GW2: Without a doubt healthier than WoW and FFXIV.
Sign up free, jump in, play = Profit.
The community is friendly; People actually work together and speak to each other, which in itself, speaks volumes about the game.
The economy isn’t wrecked.
The software is solid and isn’t showing much sign of aging.
It’s casual and challenging at the same time, the best of both worlds. The game-play is solid, there’s a sense of achievement and reward.
Micro-transactions are a wee bit annoying but not as money-grabbing as others, like most titles on the list and have a reasonable and viable option for getting store items for free and free unlocking of gated content – One of the very few games that brings actual F2P to the table.
Practically every map has someone doing something… It’s ALIVEEEE.

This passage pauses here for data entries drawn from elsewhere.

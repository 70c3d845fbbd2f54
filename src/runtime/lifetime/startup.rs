use crate::cache::{ObjectCache, register::get_object_cache_plugin};
use crate::config::AppConfig;
use crate::oracle::{HttpScoringOracle, ScoringOracle};
use crate::storage::Storage;
use std::sync::Arc;
use tracing::{debug, warn};

pub struct StartupContext {
    pub storage: Arc<dyn Storage>,
    pub cache: Arc<dyn ObjectCache>,
    pub oracle: Arc<dyn ScoringOracle>,
}

/// 创建缓存实例
async fn create_cache() -> Result<Arc<dyn ObjectCache>, Box<dyn std::error::Error>> {
    let config = AppConfig::get();
    let cache_type = &config.cache.cache_type;

    warn!("Attempting to create {} cache backend", cache_type);

    // 根据配置选择缓存后端
    if let Some(constructor) = get_object_cache_plugin(cache_type) {
        match constructor().await {
            Ok(cache) => {
                warn!("Successfully created {} cache backend", cache_type);
                return Ok(Arc::from(cache));
            }
            Err(e) => {
                warn!("Failed to create {} cache: {}", cache_type, e);

                // Redis 不可用时回退到进程内缓存
                if cache_type == "redis" {
                    warn!("Falling back to memory cache");
                    if let Some(fallback_constructor) = get_object_cache_plugin("moka") {
                        match fallback_constructor().await {
                            Ok(cache) => {
                                warn!(
                                    "Successfully created fallback Moka (in-memory) cache backend"
                                );
                                return Ok(Arc::from(cache));
                            }
                            Err(fallback_e) => {
                                warn!("Failed to create fallback Moka cache: {}", fallback_e);
                            }
                        }
                    }
                }
            }
        }
    } else {
        warn!("Cache backend '{}' not found in registry", cache_type);

        if cache_type != "moka" {
            warn!("Falling back to default memory cache");
            if let Some(fallback_constructor) = get_object_cache_plugin("moka") {
                match fallback_constructor().await {
                    Ok(cache) => {
                        warn!("Successfully created fallback Moka (in-memory) cache backend");
                        return Ok(Arc::from(cache));
                    }
                    Err(fallback_e) => {
                        warn!("Failed to create fallback Moka cache: {}", fallback_e);
                    }
                }
            }
        }
    }

    Err(format!("No cache backend available (tried: {cache_type})").into())
}

/// 准备服务器启动的上下文
///
/// 存储（含迁移）、缓存、评分预言机。首个管理员不在这里创建，
/// 由一次性的引导接口完成。
pub async fn prepare_server_startup() -> StartupContext {
    rustls::crypto::ring::default_provider()
        .install_default()
        .expect("Failed to install rustls crypto provider");

    if cfg!(debug_assertions) {
        crate::cache::register::debug_object_cache_registry();
        debug!("Debug mode: Cache registry is enabled");
    }

    let storage = crate::storage::create_storage()
        .await
        .expect("Failed to create storage backend");
    warn!("Storage backend initialized and migrations completed");

    let cache = create_cache().await.expect("Failed to create cache");
    warn!("Cache backend initialized");

    let oracle: Arc<dyn ScoringOracle> = Arc::new(
        HttpScoringOracle::from_config().expect("Failed to create scoring oracle client"),
    );
    warn!("Scoring oracle client initialized");

    StartupContext {
        storage,
        cache,
        oracle,
    }
}
use tracing::info;

use super::{CourseService, course_resource};
use crate::errors::{Result, VocademyError};
use crate::models::courses::{entities::Course, requests::UpdateCourseRequest};
use crate::policy::{Action, Actor, evaluate};
use crate::storage::ensure_found;

pub(super) async fn update_course(
    service: &CourseService,
    actor: &Actor,
    id: i64,
    update: UpdateCourseRequest,
) -> Result<Course> {
    let course = ensure_found(service.storage.get_course_by_id(id).await?, "course")?;

    let resource = course_resource(service, actor, &course, false).await?;
    evaluate(actor, Action::Update, &resource).require("update course")?;

    if let Some(capacity) = update.capacity
        && capacity <= 0
    {
        return Err(VocademyError::validation("课程容量必须为正数"));
    }

    let updated = ensure_found(service.storage.update_course(id, update).await?, "course")?;
    info!(actor_id = actor.id, course_id = id, "课程已更新");
    Ok(updated)
}
//! 提交实体
//!
//! (assignment_id, student_id) 唯一：每个学生对每份作业只有一行提交记录，
//! 草稿保存通过对该行的合并式 upsert 完成。

use sea_orm::entity::prelude::*;

#[derive(Clone, Debug, PartialEq, DeriveEntityModel)]
#[sea_orm(table_name = "submissions")]
pub struct Model {
    #[sea_orm(primary_key)]
    pub id: i64,
    pub assignment_id: i64,
    pub student_id: i64,
    // JSON 对象：question_id -> 答案文本
    #[sea_orm(column_type = "Text")]
    pub answers: String,
    pub status: String,
    pub submitted_at: Option<i64>,
    pub created_at: i64,
    pub updated_at: i64,
}

#[derive(Copy, Clone, Debug, EnumIter, DeriveRelation)]
pub enum Relation {
    #[sea_orm(
        belongs_to = "super::assignments::Entity",
        from = "Column::AssignmentId",
        to = "super::assignments::Column::Id"
    )]
    Assignment,
    #[sea_orm(
        belongs_to = "super::profiles::Entity",
        from = "Column::StudentId",
        to = "super::profiles::Column::Id"
    )]
    Student,
    #[sea_orm(has_one = "super::ai_assessments::Entity")]
    AiAssessment,
    #[sea_orm(has_one = "super::final_grades::Entity")]
    FinalGrade,
}

impl Related<super::assignments::Entity> for Entity {
    fn to() -> RelationDef {
        Relation::Assignment.def()
    }
}

impl Related<super::profiles::Entity> for Entity {
    fn to() -> RelationDef {
        Relation::Student.def()
    }
}

impl Related<super::ai_assessments::Entity> for Entity {
    fn to() -> RelationDef {
        Relation::AiAssessment.def()
    }
}

impl Related<super::final_grades::Entity> for Entity {
    fn to() -> RelationDef {
        Relation::FinalGrade.def()
    }
}

impl ActiveModelBehavior for ActiveModel {}

impl Model {
    pub fn into_submission(self) -> crate::models::submissions::entities::Submission {
        use crate::models::submissions::entities::{Submission, SubmissionStatus};
        use chrono::{DateTime, Utc};
        use std::collections::BTreeMap;

        let answers =
            serde_json::from_str::<BTreeMap<i64, String>>(&self.answers).unwrap_or_default();

        Submission {
            id: self.id,
            assignment_id: self.assignment_id,
            student_id: self.student_id,
            answers,
            status: self
                .status
                .parse::<SubmissionStatus>()
                .unwrap_or(SubmissionStatus::Draft),
            submitted_at: self
                .submitted_at
                .map(|ts| DateTime::<Utc>::from_timestamp(ts, 0).unwrap_or_default()),
            created_at: DateTime::<Utc>::from_timestamp(self.created_at, 0).unwrap_or_default(),
            updated_at: DateTime::<Utc>::from_timestamp(self.updated_at, 0).unwrap_or_default(),
        }
    }
}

There is a lot that can be said for every other game in this list.
I find it difficult to believe that whoever researched or actually played these games (as you would expect anyone commenting on them to do) believes there is nothing wrong with WoW and its rapid CRZ merging, dropping player numbers, wrecked economy and toxic community; Sure they’ll get a boost at expansion release and continue to drop even faster than they did the previous expansion until it is finally, dead. Doesn’t see the the problem of aging with LOTRO/FFXIV/ESO, completely overlooks the unstable Tera (people still play this?) and its lack of focus on player experience… Doesn’t understand what Elite Dangerous is, thinks Runescape’s economy /community is perfectly fine and believes that hand-holding imported casual games like BDO who have ‘major-transactions’ or the lack of communication, enforced by the games design in most of these games is the way forward for MMORPG fans.

It’s a quite clear abbreviation, please let’s not warp it like was done with the term “sandbox”.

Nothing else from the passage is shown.